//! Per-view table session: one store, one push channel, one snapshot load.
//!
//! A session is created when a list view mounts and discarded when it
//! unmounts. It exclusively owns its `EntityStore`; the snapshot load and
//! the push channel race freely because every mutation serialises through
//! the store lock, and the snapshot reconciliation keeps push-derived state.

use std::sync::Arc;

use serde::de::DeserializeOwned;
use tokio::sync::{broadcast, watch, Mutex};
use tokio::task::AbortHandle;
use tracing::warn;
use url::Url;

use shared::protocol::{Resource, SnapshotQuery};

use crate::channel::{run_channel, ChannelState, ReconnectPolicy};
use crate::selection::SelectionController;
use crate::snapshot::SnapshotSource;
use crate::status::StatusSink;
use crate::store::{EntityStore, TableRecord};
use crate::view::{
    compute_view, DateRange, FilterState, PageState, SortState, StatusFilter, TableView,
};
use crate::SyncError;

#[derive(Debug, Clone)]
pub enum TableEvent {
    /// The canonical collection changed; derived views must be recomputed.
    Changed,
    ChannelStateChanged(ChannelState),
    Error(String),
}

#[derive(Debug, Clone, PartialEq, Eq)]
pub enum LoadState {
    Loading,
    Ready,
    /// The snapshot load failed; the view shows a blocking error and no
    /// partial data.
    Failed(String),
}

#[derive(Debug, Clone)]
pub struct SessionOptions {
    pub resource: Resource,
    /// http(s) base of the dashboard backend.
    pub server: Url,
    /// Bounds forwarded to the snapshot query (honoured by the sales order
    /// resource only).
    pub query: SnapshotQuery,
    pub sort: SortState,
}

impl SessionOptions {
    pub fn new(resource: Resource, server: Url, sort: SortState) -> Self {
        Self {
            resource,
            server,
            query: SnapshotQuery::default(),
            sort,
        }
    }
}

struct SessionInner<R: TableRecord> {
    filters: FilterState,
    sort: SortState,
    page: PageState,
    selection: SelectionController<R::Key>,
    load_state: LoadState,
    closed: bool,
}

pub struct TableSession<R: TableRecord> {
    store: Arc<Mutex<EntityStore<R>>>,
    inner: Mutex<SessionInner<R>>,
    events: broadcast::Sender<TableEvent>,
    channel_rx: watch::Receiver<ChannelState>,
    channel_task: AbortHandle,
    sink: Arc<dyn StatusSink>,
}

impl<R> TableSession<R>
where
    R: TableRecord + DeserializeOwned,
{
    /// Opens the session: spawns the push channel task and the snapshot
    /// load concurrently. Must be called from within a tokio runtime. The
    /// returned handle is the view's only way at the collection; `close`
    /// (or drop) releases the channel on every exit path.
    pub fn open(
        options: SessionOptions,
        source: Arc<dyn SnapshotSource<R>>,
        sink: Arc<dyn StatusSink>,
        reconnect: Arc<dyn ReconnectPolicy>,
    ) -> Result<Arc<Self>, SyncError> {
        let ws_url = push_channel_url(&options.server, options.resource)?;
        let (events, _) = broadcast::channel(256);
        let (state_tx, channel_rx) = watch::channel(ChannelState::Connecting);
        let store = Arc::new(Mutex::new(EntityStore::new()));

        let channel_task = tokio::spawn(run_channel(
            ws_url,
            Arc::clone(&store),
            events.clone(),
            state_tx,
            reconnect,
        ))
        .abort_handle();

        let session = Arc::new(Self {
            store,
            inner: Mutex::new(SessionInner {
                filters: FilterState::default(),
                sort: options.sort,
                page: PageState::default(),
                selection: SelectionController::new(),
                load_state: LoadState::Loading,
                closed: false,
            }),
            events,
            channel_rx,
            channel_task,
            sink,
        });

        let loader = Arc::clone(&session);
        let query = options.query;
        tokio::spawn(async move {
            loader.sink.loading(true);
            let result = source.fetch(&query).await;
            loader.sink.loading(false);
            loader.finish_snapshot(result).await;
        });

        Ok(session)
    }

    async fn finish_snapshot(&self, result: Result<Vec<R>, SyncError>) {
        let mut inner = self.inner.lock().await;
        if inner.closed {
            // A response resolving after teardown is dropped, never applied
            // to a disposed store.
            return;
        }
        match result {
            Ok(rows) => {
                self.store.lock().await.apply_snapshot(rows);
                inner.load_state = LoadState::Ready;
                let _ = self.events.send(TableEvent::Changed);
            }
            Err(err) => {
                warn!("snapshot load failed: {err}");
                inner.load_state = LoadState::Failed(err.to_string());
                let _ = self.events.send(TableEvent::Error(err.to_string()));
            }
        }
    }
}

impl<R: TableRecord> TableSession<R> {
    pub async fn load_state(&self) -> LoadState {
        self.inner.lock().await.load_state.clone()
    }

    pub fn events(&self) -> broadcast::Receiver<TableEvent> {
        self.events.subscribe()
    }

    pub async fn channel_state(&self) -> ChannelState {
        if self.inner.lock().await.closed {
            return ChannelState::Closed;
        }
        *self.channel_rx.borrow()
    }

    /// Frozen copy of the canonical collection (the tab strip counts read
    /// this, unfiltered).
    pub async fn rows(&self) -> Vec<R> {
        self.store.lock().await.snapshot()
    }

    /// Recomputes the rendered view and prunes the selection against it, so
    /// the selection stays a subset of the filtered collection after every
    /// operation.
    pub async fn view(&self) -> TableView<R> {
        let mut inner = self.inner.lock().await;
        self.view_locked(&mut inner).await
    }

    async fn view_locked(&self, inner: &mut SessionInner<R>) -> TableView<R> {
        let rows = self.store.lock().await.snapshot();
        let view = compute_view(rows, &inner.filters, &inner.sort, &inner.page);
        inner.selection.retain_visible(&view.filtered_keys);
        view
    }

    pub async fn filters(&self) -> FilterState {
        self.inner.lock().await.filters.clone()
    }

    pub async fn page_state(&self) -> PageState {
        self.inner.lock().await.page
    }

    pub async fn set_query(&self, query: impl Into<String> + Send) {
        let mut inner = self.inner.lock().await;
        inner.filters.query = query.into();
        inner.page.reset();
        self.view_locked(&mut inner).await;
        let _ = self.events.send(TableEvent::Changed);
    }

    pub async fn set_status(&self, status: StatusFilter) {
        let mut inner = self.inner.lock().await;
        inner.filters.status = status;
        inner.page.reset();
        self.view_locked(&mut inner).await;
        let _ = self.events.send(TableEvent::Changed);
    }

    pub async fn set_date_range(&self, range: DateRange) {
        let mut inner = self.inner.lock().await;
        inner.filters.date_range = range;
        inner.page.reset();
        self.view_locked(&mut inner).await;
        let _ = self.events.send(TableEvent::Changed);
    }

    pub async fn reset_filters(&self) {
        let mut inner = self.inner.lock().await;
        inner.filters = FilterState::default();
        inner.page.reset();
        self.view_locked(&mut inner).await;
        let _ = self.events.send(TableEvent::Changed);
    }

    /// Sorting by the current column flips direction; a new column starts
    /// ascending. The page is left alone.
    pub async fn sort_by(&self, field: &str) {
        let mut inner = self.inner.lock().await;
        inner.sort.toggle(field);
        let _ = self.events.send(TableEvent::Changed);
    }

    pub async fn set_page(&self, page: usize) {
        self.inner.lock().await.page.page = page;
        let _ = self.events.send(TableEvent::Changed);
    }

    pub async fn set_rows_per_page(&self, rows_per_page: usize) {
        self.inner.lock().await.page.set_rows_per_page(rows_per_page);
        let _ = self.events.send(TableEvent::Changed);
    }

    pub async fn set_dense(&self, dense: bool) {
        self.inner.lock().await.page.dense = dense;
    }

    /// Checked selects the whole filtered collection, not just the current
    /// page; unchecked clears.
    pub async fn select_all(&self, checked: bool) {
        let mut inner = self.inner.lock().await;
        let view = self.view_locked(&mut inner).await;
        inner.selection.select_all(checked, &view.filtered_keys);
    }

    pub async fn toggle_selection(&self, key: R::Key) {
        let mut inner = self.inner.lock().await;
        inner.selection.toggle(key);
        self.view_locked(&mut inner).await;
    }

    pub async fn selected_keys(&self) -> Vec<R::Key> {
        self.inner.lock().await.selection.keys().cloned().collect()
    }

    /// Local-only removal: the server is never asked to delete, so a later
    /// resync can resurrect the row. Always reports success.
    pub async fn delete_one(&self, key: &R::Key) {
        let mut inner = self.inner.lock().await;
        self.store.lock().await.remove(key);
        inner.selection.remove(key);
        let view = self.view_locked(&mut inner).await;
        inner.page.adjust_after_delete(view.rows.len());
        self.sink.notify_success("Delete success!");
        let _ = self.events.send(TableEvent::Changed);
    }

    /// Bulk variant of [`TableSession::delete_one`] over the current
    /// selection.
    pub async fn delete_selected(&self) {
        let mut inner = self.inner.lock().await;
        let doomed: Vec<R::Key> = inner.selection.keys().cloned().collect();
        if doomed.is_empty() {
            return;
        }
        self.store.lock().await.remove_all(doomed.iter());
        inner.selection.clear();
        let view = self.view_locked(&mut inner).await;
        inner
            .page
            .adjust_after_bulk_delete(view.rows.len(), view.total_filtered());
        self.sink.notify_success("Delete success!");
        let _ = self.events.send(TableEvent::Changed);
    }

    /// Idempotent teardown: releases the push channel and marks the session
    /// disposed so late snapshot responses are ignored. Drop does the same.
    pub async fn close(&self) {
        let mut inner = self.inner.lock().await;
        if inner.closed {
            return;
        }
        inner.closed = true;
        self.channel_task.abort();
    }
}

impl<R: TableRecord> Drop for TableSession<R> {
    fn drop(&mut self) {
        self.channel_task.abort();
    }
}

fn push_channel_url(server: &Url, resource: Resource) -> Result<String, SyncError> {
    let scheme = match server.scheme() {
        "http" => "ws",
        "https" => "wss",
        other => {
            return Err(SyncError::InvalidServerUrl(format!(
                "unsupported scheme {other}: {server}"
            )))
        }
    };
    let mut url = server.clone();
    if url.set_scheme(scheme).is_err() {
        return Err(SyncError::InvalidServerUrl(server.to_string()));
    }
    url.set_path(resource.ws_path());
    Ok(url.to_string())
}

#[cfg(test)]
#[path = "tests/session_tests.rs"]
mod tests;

____________________

◆ EXERCISE DIRECTIONS ◆
Within the data above, the span starting at the line containing "use tracing::warn;" and ending at the line containing "pub enum TableEvent" is to be retyped exactly, with no other lines.

◆ RESULT ◆
use tracing::warn;
use url::Url;

use shared::protocol::{Resource, SnapshotQuery};

use crate::channel::{run_channel, ChannelState, ReconnectPolicy};
use crate::selection::SelectionController;
use crate::snapshot::SnapshotSource;
use crate::status::StatusSink;
use crate::store::{EntityStore, TableRecord};
use crate::view::{
    compute_view, DateRange, FilterState, PageState, SortState, StatusFilter, TableView,
};
use crate::SyncError;

#[derive(Debug, Clone)]
pub enum TableEvent {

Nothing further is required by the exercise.